-- DATASET RECORDS follows --

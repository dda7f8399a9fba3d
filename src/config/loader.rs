//! Configuration loading from disk.

use std::fs;
use std::path::Path;

use crate::config::schema::ExplorerConfig;
use crate::config::validation::{validate_config, ValidationError};

/// Error type for configuration loading.
#[derive(Debug)]
pub enum ConfigError {
    Io(std::io::Error),
    Parse(toml::de::Error),
    Validation(Vec<ValidationError>),
}

impl std::fmt::Display for ConfigError {
    fn fmt(&self, f: &mut std::fmt::Formatter<'_>) -> std::fmt::Result {
        match self {
            ConfigError::Io(e) => write!(f, "IO error: {}", e),
            ConfigError::Parse(e) => write!(f, "Parse error: {}", e),
            ConfigError::Validation(errors) => {
                write!(f, "Validation failed: ")?;
                for (i, err) in errors.iter().enumerate() {
                    if i > 0 {
                        write!(f, ", ")?;
                    }
                    write!(f, "{}", err)?;
                }
                Ok(())
            }
        }
    }
}

impl std::error::Error for ConfigError {}

/// Parse a configuration file without validating it.
///
/// Callers that apply CLI overrides validate afterwards with [`validate_config`].
pub fn read_config(path: &Path) -> Result<ExplorerConfig, ConfigError> {
    let content = fs::read_to_string(path).map_err(ConfigError::Io)?;
    toml::from_str(&content).map_err(ConfigError::Parse)
}

/// Load and validate configuration from a TOML file.
pub fn load_config(path: &Path) -> Result<ExplorerConfig, ConfigError> {
    let config = read_config(path)?;
    validate_config(&config).map_err(ConfigError::Validation)?;
    Ok(config)
}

-- DATASET RECORDS concluded --

HOW TO COMPLETE THIS TASK:
What you return should match the data character for character.

ANSWER SPACE:
repository dda7f8399a9fba3d
filename src/config/loader.rs
//! Configuration loading from disk.

use std::fs;
use std::path::Path;

use crate::config::schema::ExplorerConfig;
use crate::config::validation::{validate_config, ValidationError};

/// Error type for configuration loading.
#[derive(Debug)]
pub enum ConfigError {
    Io(std::io::Error),
    Parse(toml::de::Error),
    Validation(Vec<ValidationError>),
}

impl std::fmt::Display for ConfigError {
    fn fmt(&self, f: &mut std::fmt::Formatter<'_>) -> std::fmt::Result {
        match self {
            ConfigError::Io(e) => write!(f, "IO error: {}", e),
            ConfigError::Parse(e) => write!(f, "Parse error: {}", e),
            ConfigError::Validation(errors) => {
                write!(f, "Validation failed: ")?;
                for (i, err) in errors.iter().enumerate() {
                    if i > 0 {
                        write!(f, ", ")?;
                    }
                    write!(f, "{}", err)?;
                }
                Ok(())
            }
        }
    }
}

impl std::error::Error for ConfigError {}

/// Parse a configuration file without validating it.
///
/// Callers that apply CLI overrides validate afterwards with [`validate_config`].
pub fn read_config(path: &Path) -> Result<ExplorerConfig, ConfigError> {
    let content = fs::read_to_string(path).map_err(ConfigError::Io)?;
    toml::from_str(&content).map_err(ConfigError::Parse)
}

/// Load and validate configuration from a TOML file.
pub fn load_config(path: &Path) -> Result<ExplorerConfig, ConfigError> {
    let config = read_config(path)?;
    validate_config(&config).map_err(ConfigError::Validation)?;
    Ok(config)
}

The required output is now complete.